↓
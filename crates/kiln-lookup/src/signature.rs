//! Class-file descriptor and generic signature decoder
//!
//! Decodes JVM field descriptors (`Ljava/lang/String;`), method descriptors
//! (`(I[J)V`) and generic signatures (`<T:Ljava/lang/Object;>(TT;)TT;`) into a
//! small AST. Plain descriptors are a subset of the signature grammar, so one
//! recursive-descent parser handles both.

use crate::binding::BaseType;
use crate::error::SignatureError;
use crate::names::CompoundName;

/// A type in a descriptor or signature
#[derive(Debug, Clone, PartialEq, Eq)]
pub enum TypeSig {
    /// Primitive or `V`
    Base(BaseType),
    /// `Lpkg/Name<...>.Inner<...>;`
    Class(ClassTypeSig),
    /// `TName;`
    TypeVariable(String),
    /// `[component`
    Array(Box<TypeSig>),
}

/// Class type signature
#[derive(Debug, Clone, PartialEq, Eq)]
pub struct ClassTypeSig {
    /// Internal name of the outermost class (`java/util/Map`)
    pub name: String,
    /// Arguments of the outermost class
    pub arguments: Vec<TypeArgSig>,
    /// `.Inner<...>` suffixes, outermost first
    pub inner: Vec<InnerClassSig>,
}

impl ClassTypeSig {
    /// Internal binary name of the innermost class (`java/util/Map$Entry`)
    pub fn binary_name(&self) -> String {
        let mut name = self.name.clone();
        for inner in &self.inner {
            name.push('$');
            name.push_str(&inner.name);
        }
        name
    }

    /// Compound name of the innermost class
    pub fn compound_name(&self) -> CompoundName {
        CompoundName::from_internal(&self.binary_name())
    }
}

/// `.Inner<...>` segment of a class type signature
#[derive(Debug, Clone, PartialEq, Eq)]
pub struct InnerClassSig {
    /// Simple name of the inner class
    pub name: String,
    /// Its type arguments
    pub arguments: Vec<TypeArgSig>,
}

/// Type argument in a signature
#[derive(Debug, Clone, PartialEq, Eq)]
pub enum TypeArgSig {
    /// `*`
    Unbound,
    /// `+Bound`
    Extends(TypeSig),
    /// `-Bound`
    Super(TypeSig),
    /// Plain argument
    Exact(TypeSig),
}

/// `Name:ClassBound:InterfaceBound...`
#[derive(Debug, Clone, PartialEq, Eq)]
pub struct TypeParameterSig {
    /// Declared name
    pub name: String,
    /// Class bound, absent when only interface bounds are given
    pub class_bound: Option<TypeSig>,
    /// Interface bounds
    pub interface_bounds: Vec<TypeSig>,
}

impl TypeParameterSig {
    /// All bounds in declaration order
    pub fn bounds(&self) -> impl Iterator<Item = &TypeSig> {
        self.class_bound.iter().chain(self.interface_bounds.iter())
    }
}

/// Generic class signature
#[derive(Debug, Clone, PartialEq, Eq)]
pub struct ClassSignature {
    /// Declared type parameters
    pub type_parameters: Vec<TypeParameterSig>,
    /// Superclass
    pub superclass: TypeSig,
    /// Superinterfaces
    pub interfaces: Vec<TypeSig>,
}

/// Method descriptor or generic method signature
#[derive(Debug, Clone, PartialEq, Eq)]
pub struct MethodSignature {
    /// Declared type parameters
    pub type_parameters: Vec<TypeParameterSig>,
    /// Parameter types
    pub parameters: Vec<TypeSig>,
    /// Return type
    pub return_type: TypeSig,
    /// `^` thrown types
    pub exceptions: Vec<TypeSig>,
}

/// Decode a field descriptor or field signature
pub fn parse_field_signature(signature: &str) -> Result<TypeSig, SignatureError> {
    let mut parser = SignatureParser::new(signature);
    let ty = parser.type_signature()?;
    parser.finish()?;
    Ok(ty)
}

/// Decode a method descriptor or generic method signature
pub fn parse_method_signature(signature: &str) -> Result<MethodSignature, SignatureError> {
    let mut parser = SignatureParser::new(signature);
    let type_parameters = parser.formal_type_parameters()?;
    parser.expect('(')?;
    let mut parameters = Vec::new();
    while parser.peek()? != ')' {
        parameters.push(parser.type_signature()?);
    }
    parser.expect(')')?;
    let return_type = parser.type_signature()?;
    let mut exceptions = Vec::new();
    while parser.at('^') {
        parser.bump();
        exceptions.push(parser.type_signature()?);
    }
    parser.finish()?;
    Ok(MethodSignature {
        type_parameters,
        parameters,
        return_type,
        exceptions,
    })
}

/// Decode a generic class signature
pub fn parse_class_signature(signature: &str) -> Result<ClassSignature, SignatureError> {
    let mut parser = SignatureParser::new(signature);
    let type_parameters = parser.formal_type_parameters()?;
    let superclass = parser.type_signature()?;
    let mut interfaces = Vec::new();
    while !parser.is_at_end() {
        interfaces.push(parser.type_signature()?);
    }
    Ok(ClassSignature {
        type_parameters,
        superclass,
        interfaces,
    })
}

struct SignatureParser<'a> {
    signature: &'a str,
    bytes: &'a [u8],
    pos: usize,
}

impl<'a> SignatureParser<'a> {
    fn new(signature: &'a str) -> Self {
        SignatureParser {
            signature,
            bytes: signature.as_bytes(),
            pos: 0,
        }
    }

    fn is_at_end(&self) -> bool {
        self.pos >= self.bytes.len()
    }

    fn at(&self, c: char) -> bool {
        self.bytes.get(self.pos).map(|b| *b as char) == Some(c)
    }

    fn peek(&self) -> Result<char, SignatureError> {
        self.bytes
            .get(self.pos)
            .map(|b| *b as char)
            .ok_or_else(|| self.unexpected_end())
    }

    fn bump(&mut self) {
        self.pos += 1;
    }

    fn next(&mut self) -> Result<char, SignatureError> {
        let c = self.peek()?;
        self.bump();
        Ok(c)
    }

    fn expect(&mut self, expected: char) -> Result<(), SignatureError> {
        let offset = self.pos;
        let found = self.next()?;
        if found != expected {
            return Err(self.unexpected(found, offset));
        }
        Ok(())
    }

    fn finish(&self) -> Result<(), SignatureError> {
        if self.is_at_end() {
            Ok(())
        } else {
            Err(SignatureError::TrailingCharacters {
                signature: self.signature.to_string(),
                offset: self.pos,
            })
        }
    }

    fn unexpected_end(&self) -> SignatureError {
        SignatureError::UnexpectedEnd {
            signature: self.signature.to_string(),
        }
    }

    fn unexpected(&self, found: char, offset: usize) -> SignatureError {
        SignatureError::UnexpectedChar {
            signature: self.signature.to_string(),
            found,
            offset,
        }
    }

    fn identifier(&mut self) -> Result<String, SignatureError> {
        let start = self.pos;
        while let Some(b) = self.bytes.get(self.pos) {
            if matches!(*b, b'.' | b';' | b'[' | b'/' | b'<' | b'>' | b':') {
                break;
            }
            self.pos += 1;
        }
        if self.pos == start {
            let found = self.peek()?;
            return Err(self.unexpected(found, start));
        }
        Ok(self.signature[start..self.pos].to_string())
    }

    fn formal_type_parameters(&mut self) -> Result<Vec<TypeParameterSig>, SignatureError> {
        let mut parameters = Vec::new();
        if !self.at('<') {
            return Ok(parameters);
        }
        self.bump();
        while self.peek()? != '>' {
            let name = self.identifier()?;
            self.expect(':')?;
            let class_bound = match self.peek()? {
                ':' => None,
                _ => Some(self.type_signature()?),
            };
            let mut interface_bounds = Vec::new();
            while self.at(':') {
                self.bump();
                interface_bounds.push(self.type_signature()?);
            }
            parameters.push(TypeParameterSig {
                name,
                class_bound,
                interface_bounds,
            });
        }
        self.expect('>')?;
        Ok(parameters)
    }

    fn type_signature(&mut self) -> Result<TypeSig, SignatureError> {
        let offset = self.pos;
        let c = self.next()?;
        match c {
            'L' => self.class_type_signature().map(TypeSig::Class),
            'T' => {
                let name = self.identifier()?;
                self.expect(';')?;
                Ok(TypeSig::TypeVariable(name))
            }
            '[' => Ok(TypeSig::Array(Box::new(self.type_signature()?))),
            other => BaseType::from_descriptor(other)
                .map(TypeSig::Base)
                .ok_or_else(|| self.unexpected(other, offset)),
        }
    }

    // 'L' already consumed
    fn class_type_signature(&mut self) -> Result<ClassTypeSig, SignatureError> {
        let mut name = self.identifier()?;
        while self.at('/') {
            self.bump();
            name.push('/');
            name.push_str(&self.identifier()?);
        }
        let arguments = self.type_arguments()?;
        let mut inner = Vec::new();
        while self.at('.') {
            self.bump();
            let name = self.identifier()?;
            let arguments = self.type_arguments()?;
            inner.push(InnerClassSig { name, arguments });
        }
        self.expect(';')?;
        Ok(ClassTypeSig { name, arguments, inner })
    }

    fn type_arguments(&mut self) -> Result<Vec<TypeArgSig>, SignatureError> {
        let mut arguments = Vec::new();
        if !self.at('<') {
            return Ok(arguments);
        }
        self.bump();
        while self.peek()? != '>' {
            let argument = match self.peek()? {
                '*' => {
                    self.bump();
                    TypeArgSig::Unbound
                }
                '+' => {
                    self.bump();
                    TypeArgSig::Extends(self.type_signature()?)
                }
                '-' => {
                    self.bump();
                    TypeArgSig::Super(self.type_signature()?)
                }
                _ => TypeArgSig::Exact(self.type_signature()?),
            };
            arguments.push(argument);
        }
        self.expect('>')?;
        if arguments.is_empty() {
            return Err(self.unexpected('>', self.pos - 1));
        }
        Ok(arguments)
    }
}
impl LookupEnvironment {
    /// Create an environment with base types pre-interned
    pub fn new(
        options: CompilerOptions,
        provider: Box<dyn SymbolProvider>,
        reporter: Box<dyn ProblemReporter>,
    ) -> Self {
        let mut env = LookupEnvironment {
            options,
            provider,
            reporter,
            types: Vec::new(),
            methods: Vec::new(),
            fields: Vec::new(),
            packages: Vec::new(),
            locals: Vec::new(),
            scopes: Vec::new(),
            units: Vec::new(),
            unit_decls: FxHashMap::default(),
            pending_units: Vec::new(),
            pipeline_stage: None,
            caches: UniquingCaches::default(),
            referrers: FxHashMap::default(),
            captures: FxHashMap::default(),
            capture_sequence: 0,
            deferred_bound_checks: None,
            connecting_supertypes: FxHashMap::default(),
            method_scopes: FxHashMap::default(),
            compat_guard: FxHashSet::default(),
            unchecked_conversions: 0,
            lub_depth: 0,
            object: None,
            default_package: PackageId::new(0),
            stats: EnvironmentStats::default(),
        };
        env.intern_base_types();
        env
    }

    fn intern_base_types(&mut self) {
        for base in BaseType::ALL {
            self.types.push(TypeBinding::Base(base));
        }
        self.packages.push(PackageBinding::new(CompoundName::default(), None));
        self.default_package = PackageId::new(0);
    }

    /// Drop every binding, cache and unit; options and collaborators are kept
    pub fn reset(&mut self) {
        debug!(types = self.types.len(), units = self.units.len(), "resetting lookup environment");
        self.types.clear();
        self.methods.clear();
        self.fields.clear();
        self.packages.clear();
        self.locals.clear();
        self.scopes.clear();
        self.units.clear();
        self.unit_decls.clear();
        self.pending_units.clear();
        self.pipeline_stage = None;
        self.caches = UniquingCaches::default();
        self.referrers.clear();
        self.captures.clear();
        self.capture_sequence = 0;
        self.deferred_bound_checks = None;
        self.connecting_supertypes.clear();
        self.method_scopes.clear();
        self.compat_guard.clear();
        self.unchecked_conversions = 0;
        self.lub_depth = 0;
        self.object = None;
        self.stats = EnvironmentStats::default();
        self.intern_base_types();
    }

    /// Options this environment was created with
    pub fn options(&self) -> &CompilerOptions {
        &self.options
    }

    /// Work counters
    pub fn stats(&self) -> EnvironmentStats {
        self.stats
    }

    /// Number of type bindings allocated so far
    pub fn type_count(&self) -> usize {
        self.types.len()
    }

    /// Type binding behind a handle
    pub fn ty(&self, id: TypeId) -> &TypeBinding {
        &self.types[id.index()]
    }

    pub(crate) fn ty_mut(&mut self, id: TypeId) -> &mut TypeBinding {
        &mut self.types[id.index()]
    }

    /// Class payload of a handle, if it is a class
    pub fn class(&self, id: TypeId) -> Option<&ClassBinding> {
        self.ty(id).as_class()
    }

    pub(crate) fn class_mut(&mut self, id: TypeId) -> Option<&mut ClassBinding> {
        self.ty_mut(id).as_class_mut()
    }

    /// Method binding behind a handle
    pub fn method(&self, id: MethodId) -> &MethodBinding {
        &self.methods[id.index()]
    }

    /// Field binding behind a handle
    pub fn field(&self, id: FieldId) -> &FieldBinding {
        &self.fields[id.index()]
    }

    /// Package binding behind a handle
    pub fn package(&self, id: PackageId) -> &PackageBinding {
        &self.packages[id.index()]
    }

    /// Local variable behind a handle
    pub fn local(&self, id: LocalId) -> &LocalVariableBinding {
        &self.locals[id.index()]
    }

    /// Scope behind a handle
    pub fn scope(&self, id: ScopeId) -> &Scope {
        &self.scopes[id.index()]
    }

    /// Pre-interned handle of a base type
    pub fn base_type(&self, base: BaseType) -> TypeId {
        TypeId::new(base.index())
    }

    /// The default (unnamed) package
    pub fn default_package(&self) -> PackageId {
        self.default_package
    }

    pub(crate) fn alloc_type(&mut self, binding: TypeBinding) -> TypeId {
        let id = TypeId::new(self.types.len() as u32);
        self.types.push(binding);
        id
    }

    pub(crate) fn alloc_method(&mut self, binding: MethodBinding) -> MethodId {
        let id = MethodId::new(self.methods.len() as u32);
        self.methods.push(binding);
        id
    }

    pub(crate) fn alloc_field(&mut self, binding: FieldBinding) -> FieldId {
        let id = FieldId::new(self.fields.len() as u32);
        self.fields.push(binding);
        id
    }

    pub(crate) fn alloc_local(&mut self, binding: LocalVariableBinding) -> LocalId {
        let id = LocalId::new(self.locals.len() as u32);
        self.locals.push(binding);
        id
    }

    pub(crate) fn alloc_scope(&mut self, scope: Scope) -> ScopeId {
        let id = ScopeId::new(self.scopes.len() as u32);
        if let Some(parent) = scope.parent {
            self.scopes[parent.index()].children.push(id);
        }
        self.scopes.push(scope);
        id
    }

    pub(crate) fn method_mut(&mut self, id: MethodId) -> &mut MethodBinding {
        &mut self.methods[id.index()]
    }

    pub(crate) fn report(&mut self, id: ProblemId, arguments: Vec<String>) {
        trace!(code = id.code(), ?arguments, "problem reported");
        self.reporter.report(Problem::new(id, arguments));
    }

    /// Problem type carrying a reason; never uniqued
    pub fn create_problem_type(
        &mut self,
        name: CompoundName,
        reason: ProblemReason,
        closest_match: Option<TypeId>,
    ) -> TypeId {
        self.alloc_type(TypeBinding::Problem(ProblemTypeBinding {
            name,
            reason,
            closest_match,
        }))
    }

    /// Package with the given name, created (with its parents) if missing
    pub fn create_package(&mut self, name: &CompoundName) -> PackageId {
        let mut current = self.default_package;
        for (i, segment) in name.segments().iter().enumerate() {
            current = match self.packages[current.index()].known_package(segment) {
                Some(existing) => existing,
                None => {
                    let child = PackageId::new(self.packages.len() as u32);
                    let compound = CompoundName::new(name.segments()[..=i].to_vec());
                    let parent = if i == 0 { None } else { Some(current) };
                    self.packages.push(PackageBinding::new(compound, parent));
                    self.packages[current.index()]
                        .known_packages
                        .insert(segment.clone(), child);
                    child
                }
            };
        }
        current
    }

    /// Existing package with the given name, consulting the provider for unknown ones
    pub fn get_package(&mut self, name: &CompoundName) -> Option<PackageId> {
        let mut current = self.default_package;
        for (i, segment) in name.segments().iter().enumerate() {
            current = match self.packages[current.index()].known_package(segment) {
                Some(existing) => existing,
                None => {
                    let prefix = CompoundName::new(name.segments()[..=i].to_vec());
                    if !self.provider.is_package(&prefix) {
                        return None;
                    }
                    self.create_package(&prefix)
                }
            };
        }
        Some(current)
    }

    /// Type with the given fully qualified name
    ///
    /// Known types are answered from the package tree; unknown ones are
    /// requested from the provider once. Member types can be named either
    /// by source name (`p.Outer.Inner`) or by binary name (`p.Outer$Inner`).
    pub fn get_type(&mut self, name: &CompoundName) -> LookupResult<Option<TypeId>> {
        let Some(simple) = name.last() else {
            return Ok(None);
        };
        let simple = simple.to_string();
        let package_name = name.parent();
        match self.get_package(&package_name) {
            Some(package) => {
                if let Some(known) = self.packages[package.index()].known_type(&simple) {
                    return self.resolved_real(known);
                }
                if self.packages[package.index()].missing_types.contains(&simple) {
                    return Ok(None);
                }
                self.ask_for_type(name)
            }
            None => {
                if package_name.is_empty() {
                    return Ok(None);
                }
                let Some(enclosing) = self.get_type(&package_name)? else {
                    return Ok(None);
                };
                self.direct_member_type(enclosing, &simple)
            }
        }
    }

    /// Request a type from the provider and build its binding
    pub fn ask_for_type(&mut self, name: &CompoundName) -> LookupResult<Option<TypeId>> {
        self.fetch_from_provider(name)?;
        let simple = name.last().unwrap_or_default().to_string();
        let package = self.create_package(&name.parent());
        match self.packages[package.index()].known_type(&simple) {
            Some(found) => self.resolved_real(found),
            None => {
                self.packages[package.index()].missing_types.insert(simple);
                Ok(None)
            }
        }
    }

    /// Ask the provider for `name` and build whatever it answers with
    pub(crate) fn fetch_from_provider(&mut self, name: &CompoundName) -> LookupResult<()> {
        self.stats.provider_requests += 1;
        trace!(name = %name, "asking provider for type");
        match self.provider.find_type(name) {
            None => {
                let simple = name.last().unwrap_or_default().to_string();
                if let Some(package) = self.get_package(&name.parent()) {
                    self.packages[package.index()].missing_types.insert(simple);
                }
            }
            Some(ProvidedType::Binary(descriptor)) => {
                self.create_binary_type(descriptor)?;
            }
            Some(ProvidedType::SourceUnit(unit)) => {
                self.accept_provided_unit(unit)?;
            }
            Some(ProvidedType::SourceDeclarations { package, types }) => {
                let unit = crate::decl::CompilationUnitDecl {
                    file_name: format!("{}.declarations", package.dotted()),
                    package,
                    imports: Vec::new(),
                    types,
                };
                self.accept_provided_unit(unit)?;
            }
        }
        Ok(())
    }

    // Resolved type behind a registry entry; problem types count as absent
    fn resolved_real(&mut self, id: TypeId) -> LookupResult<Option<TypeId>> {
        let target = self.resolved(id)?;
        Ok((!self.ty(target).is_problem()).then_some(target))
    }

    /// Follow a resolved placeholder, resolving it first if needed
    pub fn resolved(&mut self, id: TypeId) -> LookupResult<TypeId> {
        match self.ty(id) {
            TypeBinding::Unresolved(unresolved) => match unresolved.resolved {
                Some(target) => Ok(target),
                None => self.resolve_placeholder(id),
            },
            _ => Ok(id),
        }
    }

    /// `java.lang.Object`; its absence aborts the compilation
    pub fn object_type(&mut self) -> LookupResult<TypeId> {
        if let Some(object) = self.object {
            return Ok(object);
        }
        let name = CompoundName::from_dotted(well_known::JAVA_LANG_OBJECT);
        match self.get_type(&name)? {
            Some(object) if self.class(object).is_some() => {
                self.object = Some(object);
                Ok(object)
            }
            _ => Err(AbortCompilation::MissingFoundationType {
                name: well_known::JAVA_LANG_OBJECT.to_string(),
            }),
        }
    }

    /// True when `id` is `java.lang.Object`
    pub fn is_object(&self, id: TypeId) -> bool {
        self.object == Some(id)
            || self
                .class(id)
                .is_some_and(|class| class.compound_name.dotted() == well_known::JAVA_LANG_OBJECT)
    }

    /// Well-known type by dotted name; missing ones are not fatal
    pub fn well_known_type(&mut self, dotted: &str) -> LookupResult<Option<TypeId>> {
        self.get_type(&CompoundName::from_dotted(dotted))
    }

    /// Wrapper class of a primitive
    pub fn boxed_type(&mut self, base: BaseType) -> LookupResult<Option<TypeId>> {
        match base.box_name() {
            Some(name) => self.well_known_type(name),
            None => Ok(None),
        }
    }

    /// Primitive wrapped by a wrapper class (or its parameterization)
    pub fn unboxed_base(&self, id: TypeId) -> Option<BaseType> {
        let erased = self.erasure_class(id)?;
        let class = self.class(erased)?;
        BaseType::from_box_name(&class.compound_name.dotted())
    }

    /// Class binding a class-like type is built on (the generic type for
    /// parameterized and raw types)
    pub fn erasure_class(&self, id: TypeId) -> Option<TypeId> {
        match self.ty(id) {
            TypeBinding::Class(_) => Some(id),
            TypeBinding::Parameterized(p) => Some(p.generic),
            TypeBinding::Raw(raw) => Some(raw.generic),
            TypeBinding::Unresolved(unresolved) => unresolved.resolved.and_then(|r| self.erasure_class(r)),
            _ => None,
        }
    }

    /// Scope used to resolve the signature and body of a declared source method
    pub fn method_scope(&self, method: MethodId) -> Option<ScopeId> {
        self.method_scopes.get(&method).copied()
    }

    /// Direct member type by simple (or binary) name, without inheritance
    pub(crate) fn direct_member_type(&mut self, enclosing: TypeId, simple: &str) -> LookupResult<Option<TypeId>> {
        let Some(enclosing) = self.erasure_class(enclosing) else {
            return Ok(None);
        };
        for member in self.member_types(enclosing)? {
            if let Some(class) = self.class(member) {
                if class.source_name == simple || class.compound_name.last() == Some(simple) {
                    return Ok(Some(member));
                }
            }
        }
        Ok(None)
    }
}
↑
## TASK DESCRIPTION:
Write out exactly the lines between the start of the entries and the line containing "parser handles both.", including that line and the first one.

## WORKED SOLUTION:
filename crates/kiln-lookup/src/signature.rs
//! Class-file descriptor and generic signature decoder
//!
//! Decodes JVM field descriptors (`Ljava/lang/String;`), method descriptors
//! (`(I[J)V`) and generic signatures (`<T:Ljava/lang/Object;>(TT;)TT;`) into a
//! small AST. Plain descriptors are a subset of the signature grammar, so one
//! recursive-descent parser handles both.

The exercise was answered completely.